Pasific Pos.com
Olahraga

Papua Usulkan Peparnas XVI Dimajukan

Peparnas XVI Dimajukan
Peparnas Papua

JAYAPURA – Presiden Joko Widodo dalam rapat terbatas telah memutuskan menunda pelaksanaan Pekan Olahraga Nasional (PON) yang semula dijadwalkan 20 Oktober-2 November 2020 ditunda menjadi bulan Oktober tahun 2021.

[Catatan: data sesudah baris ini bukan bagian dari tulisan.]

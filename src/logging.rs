use tracing_subscriber::EnvFilter;

use crate::config::LoggingSettings;
use crate::error::{AppError, AppResult};

/// Installs the global fmt subscriber. `RUST_LOG` wins over the configured level.
pub fn init(settings: &LoggingSettings) -> AppResult<()> {
    let filter = EnvFilter::try_from_default_env()
        .or_else(|_| EnvFilter::try_new(&settings.level))
        .map_err(|err| AppError::Configuration(format!("invalid log level: {err}")))?;

    tracing_subscriber::fmt()
        .with_env_filter(filter)
        .with_target(true)
        .with_writer(std::io::stderr)
        .try_init()
        .map_err(|err| AppError::Configuration(format!("failed to install logger: {err}")))
}

/// Records actions that were intended but suppressed by dry-run mode.
pub trait IntentLog: Send + Sync {
    fn info(&self, issue_key: &str, message: &str);
    fn detail(&self, issue_key: &str, message: &str);

    /// Logs `message` and then every line of `body` as a quoted detail.
    fn body(&self, issue_key: &str, message: &str, body: &str) {
        self.info(issue_key, message);
        for line in body.lines() {
            self.detail(issue_key, &format!("> {line}"));
        }
    }
}

pub struct TracingIntentLog;

impl IntentLog for TracingIntentLog {
    fn info(&self, issue_key: &str, message: &str) {
        tracing::info!(target: "dryrun", issue_key, "DRYRUN - {message}");
    }

    fn detail(&self, issue_key: &str, message: &str) {
        tracing::debug!(target: "dryrun", issue_key, "DRYRUN - {message}");
    }
}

Dengan penundaan PON tentu Pekan Paralimpiade Nasional (Papernas) 2020 di Papua juga mengalami penundaan tahun 2021.

Namun, Panitia Besar (PB) Peparnas Papua mengusulkan agar pelaksanaan Peparnas XVI dapat dilaksanakan sebelum penyelenggaraan PON XX tahun 2021.

Hal itu disampaikan Sekretaris Umum II PB Peparnas Papua, Timotius Matuan kepada pers di Jayapura, Senin, 29 Juni 2020.

“Memang umumnya Peparnas kerap dilaksanakan usai pelaksanaan PON. Tapi di Papua, kami mengusulkan agar event Peparnas bisa dilaksanakan sebelum PON, dengan demikian, event ini dapat menjadi acuan atau test event bagi panitia PON,” ujarnya.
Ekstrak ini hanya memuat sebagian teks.